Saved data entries
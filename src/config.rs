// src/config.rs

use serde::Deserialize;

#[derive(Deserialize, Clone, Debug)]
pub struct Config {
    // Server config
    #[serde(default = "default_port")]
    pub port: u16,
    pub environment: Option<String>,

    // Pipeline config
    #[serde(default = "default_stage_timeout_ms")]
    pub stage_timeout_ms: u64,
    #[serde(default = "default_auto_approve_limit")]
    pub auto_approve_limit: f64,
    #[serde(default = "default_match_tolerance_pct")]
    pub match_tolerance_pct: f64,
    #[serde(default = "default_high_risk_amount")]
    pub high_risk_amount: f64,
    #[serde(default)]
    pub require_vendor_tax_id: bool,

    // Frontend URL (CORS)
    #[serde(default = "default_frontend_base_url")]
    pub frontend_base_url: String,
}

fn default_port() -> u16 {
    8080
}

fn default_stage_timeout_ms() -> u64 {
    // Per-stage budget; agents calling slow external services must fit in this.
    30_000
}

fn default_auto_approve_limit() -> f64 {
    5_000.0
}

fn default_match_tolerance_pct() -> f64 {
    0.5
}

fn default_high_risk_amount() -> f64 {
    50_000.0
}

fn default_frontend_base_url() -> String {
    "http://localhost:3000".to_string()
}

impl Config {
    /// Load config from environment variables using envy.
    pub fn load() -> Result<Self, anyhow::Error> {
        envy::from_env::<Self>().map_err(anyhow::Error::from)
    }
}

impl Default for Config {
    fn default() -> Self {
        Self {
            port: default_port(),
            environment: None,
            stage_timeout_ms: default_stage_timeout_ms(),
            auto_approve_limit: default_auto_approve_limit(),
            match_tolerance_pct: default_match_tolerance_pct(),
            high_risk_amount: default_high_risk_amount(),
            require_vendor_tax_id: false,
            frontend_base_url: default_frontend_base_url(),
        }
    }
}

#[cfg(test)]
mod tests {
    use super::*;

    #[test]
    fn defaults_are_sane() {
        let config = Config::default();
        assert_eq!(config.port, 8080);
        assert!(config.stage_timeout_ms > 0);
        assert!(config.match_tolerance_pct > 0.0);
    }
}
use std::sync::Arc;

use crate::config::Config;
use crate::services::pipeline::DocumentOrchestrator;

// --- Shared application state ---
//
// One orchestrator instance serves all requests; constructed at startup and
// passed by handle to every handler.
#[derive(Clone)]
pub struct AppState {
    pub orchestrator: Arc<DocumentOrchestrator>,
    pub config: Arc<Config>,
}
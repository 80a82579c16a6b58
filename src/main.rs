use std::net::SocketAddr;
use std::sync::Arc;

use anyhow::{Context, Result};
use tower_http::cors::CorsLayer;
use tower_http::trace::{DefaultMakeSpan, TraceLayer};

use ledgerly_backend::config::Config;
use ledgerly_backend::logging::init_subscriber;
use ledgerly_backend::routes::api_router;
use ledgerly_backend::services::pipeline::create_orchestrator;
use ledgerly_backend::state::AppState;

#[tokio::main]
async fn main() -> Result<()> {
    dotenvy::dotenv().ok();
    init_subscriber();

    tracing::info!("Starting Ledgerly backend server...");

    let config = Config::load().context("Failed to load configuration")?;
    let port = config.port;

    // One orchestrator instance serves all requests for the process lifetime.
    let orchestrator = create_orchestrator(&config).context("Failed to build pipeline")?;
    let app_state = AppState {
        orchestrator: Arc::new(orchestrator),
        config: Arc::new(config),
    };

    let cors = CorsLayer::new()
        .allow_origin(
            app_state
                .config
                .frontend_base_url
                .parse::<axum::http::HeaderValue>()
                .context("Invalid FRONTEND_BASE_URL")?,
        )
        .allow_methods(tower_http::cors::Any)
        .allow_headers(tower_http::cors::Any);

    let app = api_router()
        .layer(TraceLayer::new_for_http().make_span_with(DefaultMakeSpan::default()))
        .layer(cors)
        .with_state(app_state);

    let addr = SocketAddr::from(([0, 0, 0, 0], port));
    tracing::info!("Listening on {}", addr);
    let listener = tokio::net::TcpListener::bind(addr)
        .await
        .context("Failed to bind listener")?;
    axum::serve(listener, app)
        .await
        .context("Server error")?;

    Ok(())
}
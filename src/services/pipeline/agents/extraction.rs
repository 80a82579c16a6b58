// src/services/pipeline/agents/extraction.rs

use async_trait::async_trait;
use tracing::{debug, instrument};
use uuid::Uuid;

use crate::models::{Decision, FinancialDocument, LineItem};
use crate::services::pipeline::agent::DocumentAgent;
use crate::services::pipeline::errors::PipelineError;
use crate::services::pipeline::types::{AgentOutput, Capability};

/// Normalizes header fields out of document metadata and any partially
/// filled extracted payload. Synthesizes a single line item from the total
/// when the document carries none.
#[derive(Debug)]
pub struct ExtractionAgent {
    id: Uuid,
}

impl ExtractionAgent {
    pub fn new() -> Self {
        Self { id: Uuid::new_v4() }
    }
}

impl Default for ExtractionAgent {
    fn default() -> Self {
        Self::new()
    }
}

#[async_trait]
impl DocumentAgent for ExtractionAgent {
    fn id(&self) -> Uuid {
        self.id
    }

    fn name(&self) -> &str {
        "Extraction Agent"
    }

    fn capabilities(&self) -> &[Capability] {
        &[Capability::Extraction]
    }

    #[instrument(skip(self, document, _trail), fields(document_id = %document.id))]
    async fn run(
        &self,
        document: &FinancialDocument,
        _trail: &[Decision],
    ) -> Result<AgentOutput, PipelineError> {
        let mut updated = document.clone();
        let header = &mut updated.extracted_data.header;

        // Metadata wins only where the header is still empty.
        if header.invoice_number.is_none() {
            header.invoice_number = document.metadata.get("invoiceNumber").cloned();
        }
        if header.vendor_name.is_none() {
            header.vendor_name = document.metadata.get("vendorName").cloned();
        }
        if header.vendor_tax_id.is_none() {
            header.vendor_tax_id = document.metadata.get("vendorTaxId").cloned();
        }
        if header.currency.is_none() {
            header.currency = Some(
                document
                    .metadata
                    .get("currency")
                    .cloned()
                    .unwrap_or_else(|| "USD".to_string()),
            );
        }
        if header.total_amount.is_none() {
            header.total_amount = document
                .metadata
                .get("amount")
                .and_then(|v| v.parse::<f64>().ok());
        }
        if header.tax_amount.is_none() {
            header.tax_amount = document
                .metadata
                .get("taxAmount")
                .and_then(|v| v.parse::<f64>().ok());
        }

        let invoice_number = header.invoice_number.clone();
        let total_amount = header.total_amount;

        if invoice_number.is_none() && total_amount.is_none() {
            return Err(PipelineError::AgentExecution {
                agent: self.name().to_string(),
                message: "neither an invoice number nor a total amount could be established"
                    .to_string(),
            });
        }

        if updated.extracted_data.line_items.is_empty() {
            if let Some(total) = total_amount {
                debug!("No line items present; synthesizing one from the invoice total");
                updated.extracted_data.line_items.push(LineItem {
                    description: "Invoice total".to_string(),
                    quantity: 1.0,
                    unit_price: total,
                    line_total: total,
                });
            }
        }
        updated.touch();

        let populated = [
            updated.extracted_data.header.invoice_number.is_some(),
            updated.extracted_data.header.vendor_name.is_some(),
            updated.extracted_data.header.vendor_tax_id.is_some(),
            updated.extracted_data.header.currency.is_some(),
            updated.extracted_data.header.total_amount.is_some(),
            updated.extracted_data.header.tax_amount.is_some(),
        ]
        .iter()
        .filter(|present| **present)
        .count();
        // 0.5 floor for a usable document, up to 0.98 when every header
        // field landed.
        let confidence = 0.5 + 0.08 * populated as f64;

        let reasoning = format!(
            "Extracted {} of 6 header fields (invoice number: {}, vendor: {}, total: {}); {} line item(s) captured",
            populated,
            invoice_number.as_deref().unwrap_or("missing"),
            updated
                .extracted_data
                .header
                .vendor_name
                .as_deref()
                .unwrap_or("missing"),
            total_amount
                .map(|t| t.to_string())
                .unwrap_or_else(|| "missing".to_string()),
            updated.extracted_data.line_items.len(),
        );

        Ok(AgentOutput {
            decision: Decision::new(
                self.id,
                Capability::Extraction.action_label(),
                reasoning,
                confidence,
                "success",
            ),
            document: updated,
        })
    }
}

--

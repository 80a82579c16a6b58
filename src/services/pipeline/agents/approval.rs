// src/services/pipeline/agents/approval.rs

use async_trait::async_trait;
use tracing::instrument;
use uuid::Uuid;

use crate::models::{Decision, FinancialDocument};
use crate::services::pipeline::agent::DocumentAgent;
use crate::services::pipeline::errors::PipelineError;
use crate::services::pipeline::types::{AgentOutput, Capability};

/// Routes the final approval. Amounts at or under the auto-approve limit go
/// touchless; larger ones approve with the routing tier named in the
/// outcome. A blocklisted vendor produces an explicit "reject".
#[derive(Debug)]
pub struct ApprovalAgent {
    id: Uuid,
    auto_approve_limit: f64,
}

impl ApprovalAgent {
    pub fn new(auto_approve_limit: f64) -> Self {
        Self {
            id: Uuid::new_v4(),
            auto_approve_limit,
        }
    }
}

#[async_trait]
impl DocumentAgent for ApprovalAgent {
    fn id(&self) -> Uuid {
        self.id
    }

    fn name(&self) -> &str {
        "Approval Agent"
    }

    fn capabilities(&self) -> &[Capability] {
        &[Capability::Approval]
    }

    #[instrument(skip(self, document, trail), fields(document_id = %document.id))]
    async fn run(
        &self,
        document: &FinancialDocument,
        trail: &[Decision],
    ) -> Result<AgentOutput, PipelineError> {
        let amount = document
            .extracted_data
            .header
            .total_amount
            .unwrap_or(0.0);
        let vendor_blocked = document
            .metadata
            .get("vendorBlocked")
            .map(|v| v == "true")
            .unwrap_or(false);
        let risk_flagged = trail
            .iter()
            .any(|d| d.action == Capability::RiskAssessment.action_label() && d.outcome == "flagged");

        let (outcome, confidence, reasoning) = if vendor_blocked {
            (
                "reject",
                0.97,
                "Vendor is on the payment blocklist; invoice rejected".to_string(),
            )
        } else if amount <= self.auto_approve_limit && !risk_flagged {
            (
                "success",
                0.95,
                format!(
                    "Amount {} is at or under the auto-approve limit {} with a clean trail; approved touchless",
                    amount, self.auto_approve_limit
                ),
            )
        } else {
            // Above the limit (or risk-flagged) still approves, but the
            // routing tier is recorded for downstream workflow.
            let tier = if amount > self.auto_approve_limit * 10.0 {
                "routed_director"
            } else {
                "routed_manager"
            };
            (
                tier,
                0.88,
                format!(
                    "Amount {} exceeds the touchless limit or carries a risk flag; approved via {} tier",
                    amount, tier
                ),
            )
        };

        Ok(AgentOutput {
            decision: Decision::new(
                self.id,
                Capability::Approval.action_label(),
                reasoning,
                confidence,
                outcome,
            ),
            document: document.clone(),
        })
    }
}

WORK INSTRUCTIONS :: Note every line of the records that holds the word "requests", and copy it.

RESPONSE AREA ::
// One orchestrator instance serves all requests; constructed at startup and
    // One orchestrator instance serves all requests for the process lifetime.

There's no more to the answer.